第23話 みいこの洞窟
「みぃちゃーん。みぃちゃーん。」
洞窟の中に向かって何度もみぃちゃんを呼んだけど、みぃちゃんからの返事はない。足音も聞こえない。急に心細くなる。今日はみぃちゃんと朝からずっと一緒で、町に出ても二人きり、山のなかでも二人きりだった。とっても楽しかったんだ。
「みぃちゃーん、待ってよー。僕を置いて行かないでよー。」
僕はもう半分泣きながら、みぃちゃんを追いかけた。足元も見えない真っ暗な洞窟の中へ。
そんな時に僕はなぜか、映画の中で「私、重い女かな。」と、泣き出す女性を思い出したのだった。
「ほんと、真っ暗だわね。そろそろ目が慣れてきたかなと思ったのに。なにも見えないじゃない。困ったわね。ハル君はまだ来てないし。これじゃあぁ、ぐわぁっ。」
みぃちゃんが悲鳴をあげた。突然地面が崩れて、みぃちゃんが落ちていく。
どさっ。
「やあ、やあ、これは珍しい。人間の女の子かな。」
太い声が聞こえた。みぃちゃんが痛む体をさすりながら、体を持ち上げると、そこには顔に妙なペイントをほどこした男がいた。濃い肌色の顔、ちぢれた髪を短く三つ編みにしたその男はじっとみぃちゃんを覗きこむ。

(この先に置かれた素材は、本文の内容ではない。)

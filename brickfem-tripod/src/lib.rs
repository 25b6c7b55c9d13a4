//! Tripod demo: a loaded tripod clamped at its feet.
//!
//! The pipeline imports a GiD mesh, tags the top (y = 13) and bottom
//! (y = -10) faces, builds an elasticity model (linear or not, compressible
//! or not), solves it and writes the Von Mises stress and displacement to a
//! VTK file plus raw dumps of the fields.

use brickfem_core::bricks::{
    Dirichlet, IsotropicLinearizedElasticity, LinearIncompressibility, NonlinearElasticity,
    NonlinearIncompressibility, SourceTerm,
};
use brickfem_core::gid::import_gid;
use brickfem_core::io::write_raw;
use brickfem_core::slice::Slice;
use brickfem_core::stress::{von_mises, StressRange};
use brickfem_core::vtk::{export_slice, VtkField, VtkFormat};
use brickfem_core::{
    standard_solve, FemKind, HyperelasticLaw, IntegrationMethod, Material, Mesh, MeshFem, MeshIm,
    MeshRegion, Model, ModelState, SolveOptions, SolveReport,
};
use serde::{Deserialize, Serialize};
use std::path::{Path, PathBuf};
use std::sync::Arc;
use thiserror::Error;
use tracing::{debug, info};

/// Region receiving the load.
pub const NEUMANN_BOUNDARY: usize = 1;
/// Region where the displacement is held at zero.
pub const DIRICHLET_BOUNDARY: usize = 2;

#[derive(Error, Debug)]
pub enum Error {
    #[error(transparent)]
    Core(#[from] brickfem_core::Error),

    #[error("invalid configuration: {0}")]
    Config(String),

    #[error("JSON error: {0}")]
    Json(#[from] serde_json::Error),

    #[error("I/O error: {0}")]
    Io(#[from] std::io::Error),
}

pub type Result<T> = std::result::Result<T, Error>;

/// Run settings. Defaults reproduce the classic demo.
#[derive(Debug, Clone, PartialEq, Serialize, Deserialize)]
#[serde(default)]
pub struct TripodConfig {
    /// GiD mesh file.
    pub mesh: PathBuf,
    /// Directory receiving the output files.
    pub out_dir: PathBuf,
    /// Degree of the displacement fem (1 or 2).
    pub degree: usize,
    pub linear: bool,
    /// Requires `degree > 1`.
    pub incompressible: bool,
    pub youngs_modulus: f64,
    pub poissons_ratio: f64,
    /// Surface load density on the top faces.
    pub load: [f64; 3],
    pub top_y: f64,
    pub bottom_y: f64,
    /// Tolerance of the point selection on `top_y` / `bottom_y`.
    pub tolerance: f64,
    pub vtk_binary: bool,
}

impl Default for TripodConfig {
    fn default() -> Self {
        Self {
            mesh: PathBuf::from("tripod.GiD.msh"),
            out_dir: PathBuf::from("."),
            degree: 2,
            linear: true,
            incompressible: false,
            youngs_modulus: 1e3,
            poissons_ratio: 0.3,
            load: [0.0, -10.0, 0.0],
            top_y: 13.0,
            bottom_y: -10.0,
            tolerance: 1e-6,
            vtk_binary: false,
        }
    }
}

impl TripodConfig {
    /// Load a JSON configuration; missing keys take their default.
    pub fn from_json_file(path: impl AsRef<Path>) -> Result<Self> {
        let content = std::fs::read_to_string(path)?;
        Ok(serde_json::from_str(&content)?)
    }

    pub fn validate(&self) -> Result<()> {
        if !(1..=2).contains(&self.degree) {
            return Err(Error::Config(format!(
                "degree must be 1 or 2, got {}",
                self.degree
            )));
        }
        if self.incompressible && self.degree <= 1 {
            return Err(Error::Config(
                "the incompressible model needs degree > 1".into(),
            ));
        }
        if !(self.tolerance > 0.0) {
            return Err(Error::Config("tolerance must be positive".into()));
        }
        Ok(())
    }
}

/// What a run produced.
#[derive(Debug, Clone, Serialize)]
pub struct TripodReport {
    pub nbcvs: usize,
    pub nbpts: usize,
    pub fem: String,
    pub nbdof: usize,
    pub top_faces: usize,
    pub bottom_faces: usize,
    pub solve: SolveReport,
    pub von_mises: StressRange,
    pub files: Vec<PathBuf>,
}

/// Import the configured mesh and run the pipeline.
pub fn run(config: &TripodConfig) -> Result<TripodReport> {
    config.validate()?;
    info!(path = %config.mesh.display(), "importing the mesh");
    let mesh = import_gid(&config.mesh)?;
    run_with_mesh(mesh, config)
}

/// Run the pipeline on an already loaded mesh.
pub fn run_with_mesh(mut mesh: Mesh, config: &TripodConfig) -> Result<TripodReport> {
    config.validate()?;
    let (top_faces, bottom_faces) = tag_boundaries(&mut mesh, config)?;
    let mesh = Arc::new(mesh);

    let degree = config.degree;
    let mfu = Arc::new(MeshFem::new(
        mesh.clone(),
        format!("FEM_PK(3,{})", degree).parse::<FemKind>()?,
        3,
    )?);
    let mfe = MeshFem::new(
        mesh.clone(),
        format!("FEM_PK_DISCONTINUOUS(3,{},0.01)", degree).parse::<FemKind>()?,
        1,
    )?;
    let mfd = Arc::new(MeshFem::new(mesh.clone(), FemKind::Pk { degree: 0 }, 1)?);
    let mfp = Arc::new(MeshFem::new(
        mesh.clone(),
        "FEM_PK_DISCONTINUOUS(3,0)".parse::<FemKind>()?,
        1,
    )?);
    let mim = Arc::new(MeshIm::new(
        mesh.clone(),
        "IM_TETRAHEDRON(5)".parse::<IntegrationMethod>()?,
    ));

    info!(
        nbcvs = mesh.nbcvs(),
        nbpts = mesh.nbpts(),
        qdim = mfu.qdim(),
        fem = %mfu.name(),
        nbdof = mfu.nbdof(),
        "finite element spaces ready"
    );

    let material = Material::new(config.youngs_modulus, config.poissons_ratio)?;
    let (lambda, mu) = (material.lame_lambda(), material.lame_mu());
    debug!(lambda, mu, "material");

    let mut model = Model::new(mfu.clone(), mim)?;
    let b0 = match (config.linear, config.incompressible) {
        (true, incompressible) => {
            let b0 = model.add_brick(Box::new(IsotropicLinearizedElasticity::new(lambda, mu)))?;
            if incompressible {
                model.add_brick(Box::new(LinearIncompressibility::new(mfp)))?;
            }
            b0
        }
        (false, true) => {
            let mut law: HyperelasticLaw = "Mooney Rivlin".parse()?;
            law.set_params(&[lambda, mu])?;
            let b0 = model.add_brick(Box::new(NonlinearElasticity::new(law)))?;
            model.add_brick(Box::new(NonlinearIncompressibility::new(mfp)))?;
            b0
        }
        (false, false) => {
            let mut law: HyperelasticLaw = "SaintVenant Kirchhoff".parse()?;
            law.set_params(&[lambda, mu])?;
            model.add_brick(Box::new(NonlinearElasticity::new(law)))?
        }
    };
    let b2 = model.add_brick(Box::new(SourceTerm::with_data_fem(NEUMANN_BOUNDARY, mfd)))?;
    model.set_param(b2, "source_term", &config.load)?;
    model.add_brick(Box::new(Dirichlet::penalized(DIRICHLET_BOUNDARY)))?;

    info!("running solve");
    let mut state = ModelState::new(&model);
    let options = SolveOptions::from_args(&["noisy", "lsolver", "superlu"])?;
    let solve = standard_solve(&model, &mut state, &options)?;
    info!(iterations = solve.iterations, "solve done");

    let vm = von_mises(&model, b0, &state, &mfe)?;
    let u = state.displacement(&model).to_vec();
    let range = StressRange::from_values(&vm)?;
    info!(min = range.min, max = range.max, "Von Mises range");

    let files = export(config, &mesh, &mfu, &u, &mfe, &vm)?;

    Ok(TripodReport {
        nbcvs: mesh.nbcvs(),
        nbpts: mesh.nbpts(),
        fem: mfu.name(),
        nbdof: mfu.nbdof(),
        top_faces,
        bottom_faces,
        solve,
        von_mises: range,
        files,
    })
}

/// Tag the top and bottom faces as the Neumann and Dirichlet regions.
fn tag_boundaries(mesh: &mut Mesh, config: &TripodConfig) -> Result<(usize, usize)> {
    let tol = config.tolerance;
    let pid_top = mesh.points_where(|p| (p[1] - config.top_y).abs() < tol);
    let pid_bot = mesh.points_where(|p| (p[1] - config.bottom_y).abs() < tol);
    let ftop = mesh.faces_from_pid(&pid_top);
    let fbot = mesh.faces_from_pid(&pid_bot);
    if ftop.is_empty() || fbot.is_empty() {
        return Err(Error::Config(format!(
            "no boundary faces at y = {} ({} faces) or y = {} ({} faces)",
            config.top_y,
            ftop.len(),
            config.bottom_y,
            fbot.len()
        )));
    }
    let counts = (ftop.len(), fbot.len());
    debug!(top = counts.0, bottom = counts.1, "tagged boundary faces");
    mesh.set_region(NEUMANN_BOUNDARY, MeshRegion::from_faces(ftop));
    mesh.set_region(DIRICHLET_BOUNDARY, MeshRegion::from_faces(fbot));
    Ok(counts)
}

fn export(
    config: &TripodConfig,
    mesh: &Mesh,
    mfu: &MeshFem,
    u: &[f64],
    mfe: &MeshFem,
    vm: &[f64],
) -> Result<Vec<PathBuf>> {
    std::fs::create_dir_all(&config.out_dir)?;
    let path = |name: &str| config.out_dir.join(name);

    let slice = Slice::boundary(mesh, config.degree)?;
    let format = if config.vtk_binary {
        VtkFormat::Binary
    } else {
        VtkFormat::Ascii
    };
    export_slice(
        path("tripod.vtk"),
        &slice,
        &[
            VtkField::new(mfe, vm, "Von Mises Stress"),
            VtkField::new(mfu, u, "Displacement"),
        ],
        format,
    )?;
    info!(
        "view the tripod with, for example, mayavi -d {} -f WarpVector -m BandedSurfaceMap",
        path("tripod.vtk").display()
    );

    mfu.save(path("tripod.mf"), true)?;
    write_raw(path("tripod.U"), u)?;
    mfe.save(path("tripod.mfe"), false)?;
    write_raw(path("tripod.VM"), vm)?;

    Ok(["tripod.vtk", "tripod.mf", "tripod.U", "tripod.mfe", "tripod.VM"]
        .iter()
        .map(|name| path(name))
        .collect())
}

「人間かな、って、失礼ね。私がひきこもりだからって、馬鹿にしないでよ。ひきこもりだって人間よ。大体あなたも人間じゃない。ほんと、ひきこもりひきこもりって、人間なんてみんな、恐竜から逃げて穴にひきこもるネズミから進化したのよ。バーカバーカ。」
みぃちゃんは「負けないぞ、」と思って頑張っている。
「いやいや、そうでしたか。これは失礼しましたな。ともかく、怪我をしているのでしょう。こちらへおいでなさい。」
「怪しい男に付いていってたまるもんですか。」
そうつぶやいて、みぃちゃんは強がった。が、その時、男の進む先にかすかに明かりが見えたのだ。
「明かりだ。」
みぃちゃんはゆっくり男についていった。
どこに行くのかな。
「おーい、みぃちゃーん、みぃちゃん、どこー。」
僕はみぃちゃんを呼びながら洞窟を歩いていく。どこで道を間違えたのか、一向にみぃちゃんに追いつかない。
「おい、そこに誰かいるのか。」
後ろから、聞き覚えのある声が聞こえてきた。みぃちゃんじゃない。誰かが外で呼んでいる。みぃちゃんにも会えない僕は一度引き返すことにした。
外に出ると、みぃちゃんのお父さんが立っていた。
「ああ君は。ハル君だね。みいこはいるのか。」
「え、ええ、一応いると思います。」
「そうか、それならいいんだ。それじゃあ、このハムスターをだね、持ってきたから。」
みぃちゃんのお父さんは腕に抱えていたゲージを僕に差し出した。
「わっ、トマトだ。なつかしいなー。すっかり忘れてたけど、元気だったんだね。みぃちゃん、ちゃんと世話してたのかしら。」
僕はゲージのなかで顔を掻いているトマトを眺めた。
「うん。じゃあ、そういうわけだから。私は帰るよ。宇宙線に気を付けてな。」
そう言うとお父さんはきびすを返した。
すかさず、
「あの、お父さんは宇宙線が怖くないんですか。」
と、僕は勢い込んで聞く。
「うん、宇宙線か。あれはな、透過するから。怖がっても退避しても変わらないんだよ。だけど、みいこはな、外に誰もいないから喜んで、元気いっぱいだった。学校なんて、無理に行かせるんじゃなかったよ。」
お父さんは少し嬉しそうに言って、帰ろうとした。
「待ってください。お父さん。僕に、僕に、みぃちゃんを僕にくださいっ。」
僕は叫んだ。
「うん、君。何を言っているんだね。」
お父さんが怪訝な顔で僕を見る。
「いや、あの、その、なっ、なんでもないんです。ちょっと、宇宙線の、その、影響で頭が混乱しただけなんです。ハムスター、ありがとうございました。」
本当に僕は何を言ってるんだ。
そして、頭を下げた僕に、さよならと言ってお父さんは帰っていった。
少し楽しそうな、少し寂しそうなみぃちゃんのお父さんの後ろ姿を見ながら、唐突な失言を宇宙線のせいにした僕を僕は宇宙線より有害なんじゃないかと思うのだった。